Hacker News new | past | comments | ask | show | jobs | submit login
Getting Started on Geospatial Analysis with Python, GeoJSON and GeoPandas (twilio.com)
248 points by shakes on Sept 18, 2017 | hide | past | favorite | 41 comments



Using geojson.io to visualise the GeoJSON seems like the wrong tool for the job; just use folium, it works perfectly in Jupyter Notebooks: https://github.com/python-visualization/folium


Thank you, just what I was looking for.


I would also be sure to be aware of GDAL and OGR. Both are quite useful when you're doing anything GIS/Remote Sensing.

http://www.gdal.org/


If you're working with python it's also worth looking at rasterio and fiona which provide some nice wrappers around a subset of gdal and ogr.


Shapely too!


Why isn't GRASS GIS more widely used in geospatial analysis (or it's just my impression that is not)? I tried several tools but usually GRASS proves to be the fastest and more flexible one.


Because GRASS doesn't play nice others. Calling GRASS from other apps isn't as easy as one might like and GRASS has a very GRASS-specific way it want to do things. Which is a shame because most of GRASS's algorithms are really best in class.


I agree with you. That being said, it's a go-to tool for me when I'm cleaning road networks and for the subsequent network analysis. And that's a hugely underwhelming use-case, I'm touching a fraction of what GRASS does.

Very helpful community as well.


If someone made a friendly python GRASS wrapper that would let you use GRASS function in a pythonic manner with numpy/rasterio/fiona/shapely data i think GRASS usage would increase massively.


Yes, this is it for me too. Whenever I have a huge vector dataset I need to clean up, I would use GRASS simply because it is topological, and can re-interpret, fix, manipulate vectors efficiently and valid, as a single layer entity. Even though PostGIS added topology, I have not been able to figure out how to do the same manipulations, or achieve the same speed.


A GUI from the 90s, documentation often indecipherable if you are not a subject expert, awkward UX.

I like using it via QGIS but that's as near I can make myself go near it. It saddens me because it seems very powerful and featureful.


The trend in GIS these days is away from writing code and towards configurable apps, only dropping into code where necessary. Why not just use QGIS instead? Far simpler.


Perhaps our experiences are different, I've noticed the opposite. There will always be a strong role for GIS applications, but I rarely see geospatial problem solving these days that doesn't require some amount of code.

I still do 50%+ of my work in QGIS and find the embedded python interpreter to be essential. There are very few projects where I don't open it up, or otherwise have organized/cleaned the data beforehand (often with python, I'm a one trick pony).

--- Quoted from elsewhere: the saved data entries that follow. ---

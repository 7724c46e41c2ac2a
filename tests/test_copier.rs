//! Merge and split through the public API.

mod common;

use common::{font_count, labelled_pdf, page_labels, single_font_pdf, PdfBuilder};
use pdf_splice::object::Object;
use pdf_splice::{
    copy_pages, merge, merge_parallel, parse, split, CancellationFlag, CopyError, CopySession, Document,
    EngineConfig, Error, SourceDocument,
};
use pretty_assertions::assert_eq;
use proptest::prelude::*;

fn labels(bytes: &[u8]) -> Vec<String> {
    page_labels(&parse(bytes).unwrap())
}

#[test]
fn test_merge_two_and_three_pages() {
    let sources = vec![
        SourceDocument::named("a.pdf", labelled_pdf("A", 2)),
        SourceDocument::named("b.pdf", labelled_pdf("B", 3)),
    ];
    let merged = merge(&sources, &EngineConfig::default(), None).unwrap();
    assert_eq!(labels(&merged), vec!["A0", "A1", "B0", "B1", "B2"]);
}

#[test]
fn test_merge_keeps_first_info() {
    let sources = vec![
        SourceDocument::new(labelled_pdf("A", 1)),
        SourceDocument::new(labelled_pdf("B", 1)),
    ];
    let doc = parse(&merge(&sources, &EngineConfig::default(), None).unwrap()).unwrap();
    let info = doc.trailer_info().unwrap();
    assert_eq!(info.get("Title"), Some(&Object::String(b"A".to_vec())));
}

#[test]
fn test_split_reorders() {
    let source = SourceDocument::new(labelled_pdf("P", 5));
    let out = split(&source, &[4, 0], &EngineConfig::default(), None).unwrap();
    assert_eq!(labels(&out), vec!["P4", "P0"]);
}

#[test]
fn test_split_boundary() {
    let source = SourceDocument::new(labelled_pdf("P", 5));
    let config = EngineConfig::default();

    assert_eq!(labels(&split(&source, &[4], &config, None).unwrap()), vec!["P4"]);
    let err = split(&source, &[5], &config, None).unwrap_err();
    assert!(
        matches!(err, Error::Copy(CopyError::IndexOutOfRange { index: 5, page_count: 5 })),
        "{:?}",
        err
    );
}

#[test]
fn test_split_without_pages_is_rejected() {
    let source = SourceDocument::new(labelled_pdf("P", 2));
    assert!(matches!(
        split(&source, &[], &EngineConfig::default(), None),
        Err(Error::Configuration(_))
    ));
}

#[test]
fn test_distinct_fonts_are_both_kept() {
    let sources = vec![
        SourceDocument::new(single_font_pdf("Helvetica")),
        SourceDocument::new(single_font_pdf("Courier")),
    ];
    let doc = parse(&merge(&sources, &EngineConfig::default(), None).unwrap()).unwrap();
    assert_eq!(font_count(&doc), 2);
}

#[test]
fn test_shared_font_copied_once() {
    let source = SourceDocument::new(labelled_pdf("F", 2));
    let doc = parse(&split(&source, &[0, 1], &EngineConfig::default(), None).unwrap()).unwrap();
    assert_eq!(font_count(&doc), 1);
}

#[test]
fn test_duplicate_page_shares_content() {
    let source = parse(&labelled_pdf("D", 2)).unwrap();
    let mut dest = Document::new();
    let mut session = CopySession::new();
    let pages = session.copy_pages(&source, &[1, 1], &mut dest, None).unwrap();

    assert_eq!(pages.len(), 2);
    assert_ne!(pages[0].reference, pages[1].reference);
    let contents = |i: usize| dest.resolve(pages[i].reference).get("Contents").cloned();
    assert_eq!(contents(0), contents(1));
    assert_eq!(page_labels(&dest), vec!["D1", "D1"]);
}

#[test]
fn test_copied_pages_materialise_inherited_attributes() {
    let source = parse(&labelled_pdf("I", 1)).unwrap();
    let mut dest = Document::new();
    let pages = copy_pages(&source, &[0], &mut dest, None).unwrap();

    let page = dest.resolve(pages[0].reference);
    assert!(page.get("Resources").is_some());
    assert!(page.get("MediaBox").is_some());
    assert_eq!(page.get("Parent"), Some(&Object::Reference(dest.pages_root().unwrap())));
}

#[test]
fn test_annotation_link_into_dropped_page() {
    let bytes = PdfBuilder::new()
        .object(1, "<< /Type /Catalog /Pages 2 0 R >>")
        .object(2, "<< /Type /Pages /Kids [3 0 R 4 0 R] /Count 2 /MediaBox [0 0 100 100] >>")
        .object(3, "<< /Type /Page /Parent 2 0 R /Annots [5 0 R] /Contents 6 0 R >>")
        .object(4, "<< /Type /Page /Parent 2 0 R /Contents 7 0 R >>")
        .object(5, "<< /Type /Annot /Subtype /Link /Rect [0 0 10 10] /P 3 0 R /Dest [4 0 R /Fit] >>")
        .stream(6, "", b"BT (L0) Tj ET")
        .stream(7, "", b"BT (L1) Tj ET")
        .build();
    let out = split(&SourceDocument::new(bytes), &[0], &EngineConfig::default(), None).unwrap();
    let doc = parse(&out).unwrap();

    assert_eq!(page_labels(&doc), vec!["L0"]);
    let page = doc.page(0).unwrap();
    let annots = doc.deref(doc.resolve(page.reference).get("Annots").unwrap());
    let annot = doc.deref(&annots.as_array().unwrap()[0]);
    assert!(annot.get("Dest").is_none());
    assert_eq!(annot.get("P"), Some(&Object::Reference(page.reference)));
}

#[test]
fn test_untyped_foreign_page_is_not_pulled_in() {
    let bytes = PdfBuilder::new()
        .object(1, "<< /Type /Catalog /Pages 2 0 R >>")
        .object(2, "<< /Kids [3 0 R 4 0 R] /Count 2 /MediaBox [0 0 100 100] >>")
        .object(3, "<< /Parent 2 0 R /Annots [5 0 R] /Contents 6 0 R >>")
        .object(4, "<< /Parent 2 0 R /Contents 7 0 R >>")
        .object(5, "<< /Type /Annot /Subtype /Text /Rect [0 0 10 10] /P 4 0 R /Popup 8 0 R >>")
        .stream(6, "", b"BT (U0) Tj ET")
        .stream(7, "", b"BT (U1) Tj ET OTHER-PAGE-ONLY")
        .object(8, "<< /Type /Annot /Subtype /Popup /Parent 4 0 R /Rect [0 0 5 5] >>")
        .build();
    let out = split(&SourceDocument::new(bytes), &[0], &EngineConfig::default(), None).unwrap();

    assert!(!out.windows(15).any(|w| w == b"OTHER-PAGE-ONLY"));
    let doc = parse(&out).unwrap();
    assert_eq!(page_labels(&doc), vec!["U0"]);
    let page = doc.page(0).unwrap();
    let annots = doc.deref(doc.resolve(page.reference).get("Annots").unwrap());
    let annot = doc.deref(&annots.as_array().unwrap()[0]);
    assert!(annot.get("P").is_none());
    assert!(annot.get("Popup").is_some());
}

#[test]
fn test_bad_source_is_attributed() {
    let sources = vec![
        SourceDocument::named("good.pdf", labelled_pdf("A", 1)),
        SourceDocument::named("broken.pdf", b"not a pdf".to_vec()),
    ];
    let err = merge(&sources, &EngineConfig::default(), None).unwrap_err();
    assert_eq!(err.source_name(), Some("broken.pdf"));
    assert!(err.is_per_source());
}

#[test]
fn test_source_limit() {
    let config = EngineConfig::default().with_max_source_documents(2);
    let sources: Vec<_> = (0..3)
        .map(|_| SourceDocument::new(labelled_pdf("X", 1)))
        .collect();
    assert!(matches!(merge(&sources, &config, None), Err(Error::Configuration(_))));
    assert!(matches!(merge(&[], &config, None), Err(Error::Configuration(_))));
}

#[test]
fn test_cancelled_merge_produces_nothing() {
    let flag = CancellationFlag::new();
    flag.cancel();
    let sources = vec![SourceDocument::new(labelled_pdf("A", 2))];
    assert!(matches!(
        merge(&sources, &EngineConfig::default(), Some(&flag)),
        Err(Error::Cancelled)
    ));
}

#[test]
fn test_parallel_merge_keeps_source_order() {
    let sources: Vec<_> = ["A", "B", "C", "D"]
        .iter()
        .enumerate()
        .map(|(i, prefix)| SourceDocument::new(labelled_pdf(prefix, i + 1)))
        .collect();
    let merged = merge_parallel(&sources, &EngineConfig::default(), None).unwrap();
    assert_eq!(
        labels(&merged),
        vec!["A0", "B0", "B1", "C0", "C1", "C2", "D0", "D1", "D2", "D3"]
    );
    assert_eq!(font_count(&parse(&merged).unwrap()), 4);
}

proptest! {
    #![proptest_config(ProptestConfig::with_cases(32))]

    #[test]
    fn prop_split_preserves_requested_order(indices in prop::collection::vec(0usize..6, 1..10)) {
        let source = SourceDocument::new(labelled_pdf("Q", 6));
        let out = split(&source, &indices, &EngineConfig::default(), None).unwrap();
        let expected: Vec<String> = indices.iter().map(|i| format!("Q{}", i)).collect();
        prop_assert_eq!(labels(&out), expected);
    }
}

In 2017 so far only one project has not required some coding, and that was a print map for a small transit agency. All the data could be easily hand-digitized.


The issue is the same as with code everywhere: unless you start from a position of discipline you can easily end up in trouble - code that was intended to be throwaway ends up in production, code gets shared around and modified hence duplication and difficulty in maintenance.. I could go on. Suffice to say in my experience the majority of organisations that have a GIS requirement of any significance usually seek to control code tightly, and would rather spend money on a COTS solution that can be operated by a relatively cheap GIS analyst, rather than hiring in more expensive dev skills - the dev work can be performed by dedicated devs or contracted out as necessary.

Similarly the demand for apps with a geospatial element has exploded and the last thing a GIS manager wants to do is to have heaps of custom code written for an app that may only be used for a month, for example. It's in this situation that wizard driven app creation is valuable, with perhaps minimal code for special requirements.

I don't like it because you see deskilling of GIS analysts at one end, and deskilling of GIS devs at the other - but this seems to be an emerging trend. I'll certainly acknowledge though that the profusion of free tools and data are shaking things up, so I'd be happy to see it continue. ARC/INFO was command line, lest we forget.


By the way, I've found myself clicking too much on stuff with QGIS, and often having to repeat myself later if the input data changes.

Is there a way to save the clicks as macros, or perhaps at least get an idea of the underlying commands behind the clicks (load vector, update extents, change colors, intersect geometries, etc.)?

I know python so I would love to have a CLI to QGIS, but can't find anything on this.


Read up on the "graphical modeler" for QGIS and see if that's what you're looking for.


Absolutely. The longer I can avoid opening a GUI the better.


For the case presented using, QGIS would be a far more obvious solution. However another trend in GIS is much larger scale analysis. Someone will do some analysis i QGIS by hand for a small area, then someone will go "wait a minute. We have the necessary data for the whole city/county/country. Why not run the same analysis over all that data?" Then knowing how to do reproduce the whole analysis in code becomes vital.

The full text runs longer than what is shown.